[prev in list] [next in list] [prev in thread] [next in thread] 

List:       openais
Subject:    [Openais] Announcing Corosync 1.3.1 available at ftp.corosync.org!
From:       Steven Dake <sdake () redhat ! com>
Date:       2011-04-25 3:43:13
Message-ID: 4DB4EDD1.4090700 () redhat ! com
[Download RAW message or body]

I am pleased to announce a maintenance release of Corosync 1.3.1.
This maintenance release resolves many defects found through extensive
field deployments, the use of our automated testing toolset, and feature
development of SNMP and other features.

There are preliminary reports this version works on align-only access
hardware such as PPC and ARM processors.

The code is available via our FTP server at:
ftp://ftp.corosync.org


============================================================
The full list of changes
============================================================

2011-04-14  Tim Serong  <tserong@novell.com>

	Add ipc_refcnt to message_handler_req_{exec, lib}_cfg_ringreenable()jj
	Without refcounting the conn pointer here, corosync will segfault
	if one kills a running instance of "corosync-cfgtool -r" (rhbz#695191)

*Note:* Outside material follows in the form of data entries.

//! PostgreSQL implementation of every repository trait.
//!
//! Queries are plain runtime `sqlx::query_as` calls mapped through `FromRow`.
//! Optional list filters use the `($n IS NULL OR column = $n)` form so one
//! statement serves every combination.

mod auth;
mod finance;
mod hr;
mod platform;
mod sales;
mod stock;

use async_trait::async_trait;

use crate::db::DbPool;
use crate::error::AppError;
use crate::pagination::PageRequest;

use super::HealthCheck;

pub struct PgStore {
    pool: DbPool,
}

impl PgStore {
    pub fn new(pool: DbPool) -> Self {
        Self { pool }
    }
}

#[async_trait]
impl HealthCheck for PgStore {
    async fn ping(&self) -> Result<(), AppError> {
        sqlx::query("SELECT 1").execute(&self.pool).await?;
        Ok(())
    }
}

/// `LIMIT` and `OFFSET` bind values for a page request.
pub(crate) fn limit_offset(page: PageRequest) -> (i64, i64) {
    let offset = i64::try_from(page.offset()).unwrap_or(i64::MAX);
    (i64::from(page.limit), offset)
}

fn is_unique_violation(err: &sqlx::Error) -> bool {
    matches!(err, sqlx::Error::Database(db) if db.is_unique_violation())
}

/// Turn a unique-index violation into a 409 with `message`, anything else into a database error.
pub(crate) fn conflict_on_unique(message: &'static str) -> impl FnOnce(sqlx::Error) -> AppError {
    move |err| {
        if is_unique_violation(&err) {
            AppError::Conflict(message.to_string())
        } else {
            AppError::Database(err)
        }
    }
}

#[cfg(test)]
mod tests {
    use super::*;

    #[test]
    fn limit_offset_follows_page() {
        assert_eq!(limit_offset(PageRequest::new(Some(3), Some(25))), (25, 50));
        assert_eq!(limit_offset(PageRequest::new(None, None)), (20, 0));
    }

    #[test]
    fn non_database_errors_are_not_conflicts() {
        let mapped = conflict_on_unique("taken")(sqlx::Error::RowNotFound);
        assert!(matches!(mapped, AppError::Database(_)));
    }
}
use async_trait::async_trait;
use chrono::{DateTime, Utc};
use uuid::Uuid;

use super::{PgStore, conflict_on_unique, limit_offset};
use crate::error::AppError;
use crate::models::auth::{ApiKey, Role, Tenant, User};
use crate::pagination::{Page, PageRequest};
use crate::repositories::AuthRepository;

const ROLE_COLUMNS: &str = "id, tenant_id, name, description, permissions, created_at, updated_at";
const USER_COLUMNS: &str =
    "id, tenant_id, role_id, email, full_name, is_active, created_at, updated_at, deleted_at";
const KEY_COLUMNS: &str =
    "id, tenant_id, user_id, label, key_hash, is_active, created_at, last_used_at";

#[async_trait]
impl AuthRepository for PgStore {
    async fn create_tenant(&self, tenant: &Tenant) -> Result<(), AppError> {
        sqlx::query(
            "INSERT INTO tenants (id, name, slug, is_active, created_at) VALUES ($1, $2, $3, $4, $5)",
        )
        .bind(tenant.id)
        .bind(&tenant.name)
        .bind(&tenant.slug)
        .bind(tenant.is_active)
        .bind(tenant.created_at)
        .execute(&self.pool)
        .await
        .map_err(conflict_on_unique("Tenant slug already exists"))?;
        Ok(())
    }

    async fn find_tenant(&self, id: Uuid) -> Result<Option<Tenant>, AppError> {
        Ok(sqlx::query_as::<_, Tenant>(
            "SELECT id, name, slug, is_active, created_at FROM tenants WHERE id = $1",
        )
        .bind(id)
        .fetch_optional(&self.pool)
        .await?)
    }

    async fn find_tenant_by_slug(&self, slug: &str) -> Result<Option<Tenant>, AppError> {
        Ok(sqlx::query_as::<_, Tenant>(
            "SELECT id, name, slug, is_active, created_at FROM tenants WHERE slug = $1",
        )
        .bind(slug)
        .fetch_optional(&self.pool)
        .await?)
    }

    async fn create_role(&self, role: &Role) -> Result<(), AppError> {
        sqlx::query(
            r#"
            INSERT INTO roles (id, tenant_id, name, description, permissions, created_at, updated_at)
            VALUES ($1, $2, $3, $4, $5, $6, $7)
            "#,
        )
        .bind(role.id)
        .bind(role.tenant_id)
        .bind(&role.name)
        .bind(&role.description)
        .bind(&role.permissions)
        .bind(role.created_at)
        .bind(role.updated_at)
        .execute(&self.pool)
        .await
        .map_err(conflict_on_unique("A role with this name already exists"))?;
        Ok(())
    }

    async fn find_role(&self, tenant_id: Uuid, id: Uuid) -> Result<Option<Role>, AppError> {
        Ok(sqlx::query_as::<_, Role>(&format!(
            "SELECT {ROLE_COLUMNS} FROM roles WHERE tenant_id = $1 AND id = $2"
        ))
        .bind(tenant_id)
        .bind(id)
        .fetch_optional(&self.pool)
        .await?)
    }

    async fn find_role_by_name(
        &self,
        tenant_id: Uuid,
        name: &str,
    ) -> Result<Option<Role>, AppError> {
        Ok(sqlx::query_as::<_, Role>(&format!(
            "SELECT {ROLE_COLUMNS} FROM roles WHERE tenant_id = $1 AND LOWER(name) = LOWER($2)"
        ))
        .bind(tenant_id)
        .bind(name)
        .fetch_optional(&self.pool)
        .await?)
    }

    async fn list_roles(&self, tenant_id: Uuid) -> Result<Vec<Role>, AppError> {
        Ok(sqlx::query_as::<_, Role>(&format!(
            "SELECT {ROLE_COLUMNS} FROM roles WHERE tenant_id = $1 ORDER BY name"
        ))
        .bind(tenant_id)
        .fetch_all(&self.pool)
        .await?)
    }

    async fn update_role(&self, role: &Role) -> Result<(), AppError> {
        sqlx::query(
            r#"
            UPDATE roles
            SET name = $3, description = $4, permissions = $5, updated_at = $6
            WHERE tenant_id = $1 AND id = $2
            "#,
        )
        .bind(role.tenant_id)
        .bind(role.id)
        .bind(&role.name)
        .bind(&role.description)
        .bind(&role.permissions)
        .bind(role.updated_at)
        .execute(&self.pool)
        .await
        .map_err(conflict_on_unique("A role with this name already exists"))?;
        Ok(())
    }

    async fn delete_role(&self, tenant_id: Uuid, id: Uuid) -> Result<bool, AppError> {
        let result = sqlx::query("DELETE FROM roles WHERE tenant_id = $1 AND id = $2")
            .bind(tenant_id)
            .bind(id)
            .execute(&self.pool)
            .await?;
        Ok(result.rows_affected() > 0)
    }

    async fn count_role_users(&self, tenant_id: Uuid, role_id: Uuid) -> Result<u64, AppError> {
        let count: i64 = sqlx::query_scalar(
            "SELECT COUNT(*) FROM users WHERE tenant_id = $1 AND role_id = $2 AND deleted_at IS NULL",
        )
        .bind(tenant_id)
        .bind(role_id)
        .fetch_one(&self.pool)
        .await?;
        Ok(count as u64)
    }

    async fn create_user(&self, user: &User) -> Result<(), AppError> {
        sqlx::query(
            r#"
            INSERT INTO users (id, tenant_id, role_id, email, full_name, is_active, created_at, updated_at)
            VALUES ($1, $2, $3, $4, $5, $6, $7, $8)
            "#,
        )
        .bind(user.id)
        .bind(user.tenant_id)
        .bind(user.role_id)
        .bind(&user.email)
        .bind(&user.full_name)
        .bind(user.is_active)
        .bind(user.created_at)
        .bind(user.updated_at)
        .execute(&self.pool)
        .await
        .map_err(conflict_on_unique("A user with this email already exists"))?;
        Ok(())
    }

    async fn find_user(&self, tenant_id: Uuid, id: Uuid) -> Result<Option<User>, AppError> {
        Ok(sqlx::query_as::<_, User>(&format!(
            "SELECT {USER_COLUMNS} FROM users WHERE tenant_id = $1 AND id = $2 AND deleted_at IS NULL"
        ))
        .bind(tenant_id)
        .bind(id)
        .fetch_optional(&self.pool)
        .await?)
    }

    async fn find_user_by_email(
        &self,
        tenant_id: Uuid,
        email: &str,
    ) -> Result<Option<User>, AppError> {
        Ok(sqlx::query_as::<_, User>(&format!(
            r#"
            SELECT {USER_COLUMNS} FROM users
            WHERE tenant_id = $1 AND LOWER(email) = LOWER($2) AND deleted_at IS NULL
            "#
        ))
        .bind(tenant_id)
        .bind(email)
        .fetch_optional(&self.pool)
        .await?)
    }

    async fn list_users(&self, tenant_id: Uuid, page: PageRequest) -> Result<Page<User>, AppError> {
        let (limit, offset) = limit_offset(page);
        let total: i64 = sqlx::query_scalar(
            "SELECT COUNT(*) FROM users WHERE tenant_id = $1 AND deleted_at IS NULL",
        )
        .bind(tenant_id)
        .fetch_one(&self.pool)
        .await?;
        let items = sqlx::query_as::<_, User>(&format!(
            r#"
            SELECT {USER_COLUMNS} FROM users
            WHERE tenant_id = $1 AND deleted_at IS NULL
            ORDER BY created_at DESC
            LIMIT $2 OFFSET $3
            "#
        ))
        .bind(tenant_id)
        .bind(limit)
        .bind(offset)
        .fetch_all(&self.pool)
        .await?;
        Ok(Page {
            items,
            total: total as u64,
        })
    }

    async fn update_user(&self, user: &User) -> Result<(), AppError> {
        sqlx::query(
            r#"
            UPDATE users
            SET role_id = $3, full_name = $4, is_active = $5, updated_at = $6
            WHERE tenant_id = $1 AND id = $2
            "#,
        )
        .bind(user.tenant_id)
        .bind(user.id)
        .bind(user.role_id)
        .bind(&user.full_name)
        .bind(user.is_active)
        .bind(user.updated_at)
        .execute(&self.pool)
        .await?;
        Ok(())
    }

    async fn deactivate_user(&self, tenant_id: Uuid, id: Uuid) -> Result<bool, AppError> {
        let mut tx = self.pool.begin().await?;

        let updated = sqlx::query(
            r#"
            UPDATE users
            SET is_active = false, deleted_at = NOW(), updated_at = NOW()
            WHERE tenant_id = $1 AND id = $2 AND deleted_at IS NULL
            "#,
        )
        .bind(tenant_id)
        .bind(id)
        .execute(&mut *tx)
        .await?
        .rows_affected();

        if updated == 0 {
            tx.rollback().await?;
            return Ok(false);
        }

        sqlx::query("UPDATE api_keys SET is_active = false WHERE tenant_id = $1 AND user_id = $2")
            .bind(tenant_id)
            .bind(id)
            .execute(&mut *tx)
            .await?;

        tx.commit().await?;
        Ok(true)
    }

    async fn create_api_key(&self, key: &ApiKey) -> Result<(), AppError> {
        sqlx::query(
            r#"
            INSERT INTO api_keys (id, tenant_id, user_id, label, key_hash, is_active, created_at)
            VALUES ($1, $2, $3, $4, $5, $6, $7)
            "#,
        )
        .bind(key.id)
        .bind(key.tenant_id)
        .bind(key.user_id)
        .bind(&key.label)
        .bind(&key.key_hash)
        .bind(key.is_active)
        .bind(key.created_at)
        .execute(&self.pool)
        .await
        .map_err(conflict_on_unique("API key already exists"))?;
        Ok(())
    }

    async fn find_api_key_by_hash(&self, key_hash: &str) -> Result<Option<ApiKey>, AppError> {
        Ok(sqlx::query_as::<_, ApiKey>(&format!(
            "SELECT {KEY_COLUMNS} FROM api_keys WHERE key_hash = $1 AND is_active = true"
        ))
        .bind(key_hash)
        .fetch_optional(&self.pool)
        .await?)
    }

    async fn find_api_key(&self, tenant_id: Uuid, id: Uuid) -> Result<Option<ApiKey>, AppError> {
        Ok(sqlx::query_as::<_, ApiKey>(&format!(
            "SELECT {KEY_COLUMNS} FROM api_keys WHERE tenant_id = $1 AND id = $2"
        ))
        .bind(tenant_id)
        .bind(id)
        .fetch_optional(&self.pool)
        .await?)
    }

    async fn list_api_keys(&self, tenant_id: Uuid, user_id: Uuid) -> Result<Vec<ApiKey>, AppError> {
        Ok(sqlx::query_as::<_, ApiKey>(&format!(
            r#"
            SELECT {KEY_COLUMNS} FROM api_keys
            WHERE tenant_id = $1 AND user_id = $2
            ORDER BY created_at DESC
            "#
        ))
        .bind(tenant_id)
        .bind(user_id)
        .fetch_all(&self.pool)
        .await?)
    }

    async fn revoke_api_key(&self, tenant_id: Uuid, id: Uuid) -> Result<bool, AppError> {
        let result = sqlx::query(
            "UPDATE api_keys SET is_active = false WHERE tenant_id = $1 AND id = $2 AND is_active = true",
        )
        .bind(tenant_id)
        .bind(id)
        .execute(&self.pool)
        .await?;
        Ok(result.rows_affected() > 0)
    }

    async fn touch_api_key(&self, id: Uuid, at: DateTime<Utc>) -> Result<(), AppError> {
        sqlx::query("UPDATE api_keys SET last_used_at = $2 WHERE id = $1")
            .bind(id)
            .bind(at)
            .execute(&self.pool)
            .await?;
        Ok(())
    }
}
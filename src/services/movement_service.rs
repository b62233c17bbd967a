//! Stock movements between bins.

use super::Context;
use super::catalog_service::get_variant;
use crate::error::AppError;
use crate::middleware::auth::AuthContext;
use crate::models::audit::{AuditAction, AuditEntry};
use crate::models::movement::{ItemMovement, MovementFilter, RegisterMovementRequest};
use crate::models::webhook::events;
use crate::pagination::{Page, PageRequest};

const MODULE: &str = "stock.movements";

pub async fn register_movement(
    ctx: &Context,
    auth: &AuthContext,
    request: RegisterMovementRequest,
) -> Result<ItemMovement, AppError> {
    request.validate()?;
    if request.item_id.is_none() {
        if let Some(variant_id) = request.variant_id {
            get_variant(ctx, auth, variant_id).await?;
        }
    }

    let movement = ctx
        .repos
        .movements
        .register_movement(auth.tenant_id, auth.user_id, &request)
        .await?;

    tracing::info!(
        movement_id = %movement.id,
        movement_type = %movement.movement_type,
        quantity = movement.quantity,
        "Stock movement registered"
    );
    ctx.audit(
        auth,
        AuditEntry::new(
            AuditAction::Create,
            MODULE,
            "item_movement",
            movement.id,
            format!("{} of {} unit(s)", movement.movement_type, movement.quantity),
        )
        .with_new(&movement),
    )
    .await;
    ctx.emit(auth.tenant_id, events::STOCK_MOVEMENT_REGISTERED, &movement);
    Ok(movement)
}

pub async fn list_movements(
    ctx: &Context,
    auth: &AuthContext,
    filter: &MovementFilter,
    page: PageRequest,
) -> Result<Page<ItemMovement>, AppError> {
    ctx.repos
        .movements
        .list_movements(auth.tenant_id, filter, page)
        .await
}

	Reviewed-by: Steven Dake <sdake@redhat.com>

	Fix tyop in RRP faulty error messages
	Reviewed-by: Russell Bryant <russell@russellbryant.net>

2011-04-14  Steven Dake  <sdake@redhat.com>

	Align ipc on 8 byte boundaries
	Align all ipc messages on 8 byte boundaries.  This alignment will
remove bus
	errors on systems that can't access non-byte aligned data and should
improve
	performance.

	Reviewed-by: Angus Salkeld <asalkeld@redhat.com>

	Fix problem where unaligned totemip address access would result in bus
error on non-unaligned-safe architectures.
	Reviewed-by: Angus Salkeld <asalkeld@redhat.com>

2011-04-14  Greg Walton  <corosync@gwalton.net>

	Clean up ENDIAN ifdef tests
	Reviewed-by: Steven Dake <sdake@redhat.com>

2011-04-12  Angus Salkeld  <asalkeld@redhat.com>

	IPC: place calls to stats functions outside of mutexes
	This is to prevent nasty deadlocks between IPC and objdb.

	Reviewed-by: Steven Dake <sdake@redhat.com>

2011-04-12  Zane Bitter  <zane.bitter@gmail.com>

	Provide better checking of the message type
	A negative value for the message type (on systems where char is signed)
	would cause a crash. This is highly probable if the cluster is, for
example,
	misconfigured to have encryption enabled on some nodes but not others.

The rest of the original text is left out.